I’m not in the healthcare sector, but I collect COVID vaccination information from my employees. How should I mitigate risks?

The FTC recently issued business guidance on this issue, which can be found here.

What if I want to help influence government policies in this area? How can I get involved?

Agencies often release proposed policies for public comment. For example, on April 6, 2022, OCR issued a Request for Information (RFI) to better understand how HIPAA-regulated entities (i.e., covered entities and business associates) implement “recognized security practices.” The RFI comes in light of a January 2021 amendment to the HITECH Act that requires the Secretary of HHS to consider entities’ “recognized security practices” when making determinations regarding fines, audits, and remedies to resolve potential violations of the HIPAA Security Rule.
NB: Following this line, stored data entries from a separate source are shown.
//! Applying theme variables to a document.
//!
//! Mode-independent variables go inline on the root element. Light and dark
//! variables are rendered into one style block so switching modes is a class
//! toggle on the root, never a refetch.

use crate::types::{CssVarMap, ThemeData};
use sitekit_core::ThemeConfig;
use std::collections::BTreeMap;
use std::fmt::Write as _;

/// Something CSS can be written into.
pub trait StyleTarget: Send {
    /// Set an inline custom property (`name` includes the leading `--`).
    fn set_root_property(&mut self, name: &str, value: &str);

    /// Set the root element's `font-size`.
    fn set_root_font_size(&mut self, value: &str);

    /// Create or replace the style block with the given id.
    fn upsert_style_block(&mut self, id: &str, css: &str);
}

/// In-memory document head and root style, for server-side rendering.
#[derive(Debug, Clone, Default, PartialEq, Eq)]
pub struct StyleDocument {
    root_properties: BTreeMap<String, String>,
    root_font_size: Option<String>,
    blocks: Vec<(String, String)>,
}

impl StyleDocument {
    /// Empty document.
    #[must_use]
    pub fn new() -> Self {
        Self::default()
    }

    /// Value of an inline root property.
    #[must_use]
    pub fn root_property(&self, name: &str) -> Option<&str> {
        self.root_properties.get(name).map(String::as_str)
    }

    /// Root `font-size`, if set.
    #[must_use]
    pub fn root_font_size(&self) -> Option<&str> {
        self.root_font_size.as_deref()
    }

    /// Contents of a style block.
    #[must_use]
    pub fn style_block(&self, id: &str) -> Option<&str> {
        self.blocks
            .iter()
            .find(|(block_id, _)| block_id == id)
            .map(|(_, css)| css.as_str())
    }

    /// Inline `style` attribute value for the root element.
    #[must_use]
    pub fn root_style(&self) -> String {
        let mut style = self
            .root_properties
            .iter()
            .map(|(name, value)| format!("{name}: {value};"))
            .collect::<Vec<_>>();
        if let Some(size) = &self.root_font_size {
            style.push(format!("font-size: {size};"));
        }
        style.join(" ")
    }

    /// `<style>` elements for the document head, in creation order.
    #[must_use]
    pub fn head_html(&self) -> String {
        self.blocks
            .iter()
            .map(|(id, css)| format!("<style id=\"{id}\">{css}</style>"))
            .collect::<Vec<_>>()
            .join("\n")
    }
}

impl StyleTarget for StyleDocument {
    fn set_root_property(&mut self, name: &str, value: &str) {
        self.root_properties
            .insert(name.to_string(), value.to_string());
    }

    fn set_root_font_size(&mut self, value: &str) {
        self.root_font_size = Some(value.to_string());
    }

    fn upsert_style_block(&mut self, id: &str, css: &str) {
        match self.blocks.iter_mut().find(|(block_id, _)| block_id == id) {
            Some((_, existing)) => *existing = css.to_string(),
            None => self.blocks.push((id.to_string(), css.to_string())),
        }
    }
}

fn rule(selector: &str, vars: &CssVarMap) -> String {
    let mut css = format!("{selector} {{\n");
    for (name, value) in vars {
        let _ = writeln!(css, "  --{name}: {value};");
    }
    css.push('}');
    css
}

/// Light variables under `:root`, a blank line, dark variables under `.dark`.
#[must_use]
pub fn render_mode_css(theme: &ThemeData) -> String {
    format!(
        "{}\n\n{}",
        rule(":root", &theme.css_vars.light),
        rule(".dark", &theme.css_vars.dark)
    )
}

/// Write `theme` into `target`.
pub fn apply_theme(target: &mut dyn StyleTarget, theme: &ThemeData, config: &ThemeConfig) {
    for (name, value) in &theme.css_vars.theme {
        target.set_root_property(&format!("--{name}"), value);
        if name == "font-size" && config.apply_root_font_size {
            target.set_root_font_size(value);
        }
    }
    target.upsert_style_block(&config.style_element_id, &render_mode_css(theme));
    tracing::debug!(
        theme = %theme.name,
        light = theme.css_vars.light.len(),
        dark = theme.css_vars.dark.len(),
        "theme applied"
    );
}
Entities that have implemented “recognized security practices” may reduce penalties and corrective action obligations levied against them in the event of a HIPAA violation. Comments to the RFI must be submitted on or before June 6, 2022.

The FTC has also noted in its public statement of regulatory priorities for 2022 that a review of the Health Breach Notification Rule is ongoing. It may issue a Notice of Proposed Rulemaking, seeking comments on proposed changes to the rule.

The FTC is also expected to embark on a comprehensive privacy rulemaking. On December 10, 2021, the FTC announced that it was “considering initiating a rulemaking…to curb lax security practices, limit privacy abuses, and ensure that algorithmic decision-making does not result in unlawful discrimination.” The FTC will likely formally launch a rulemaking proceeding soon.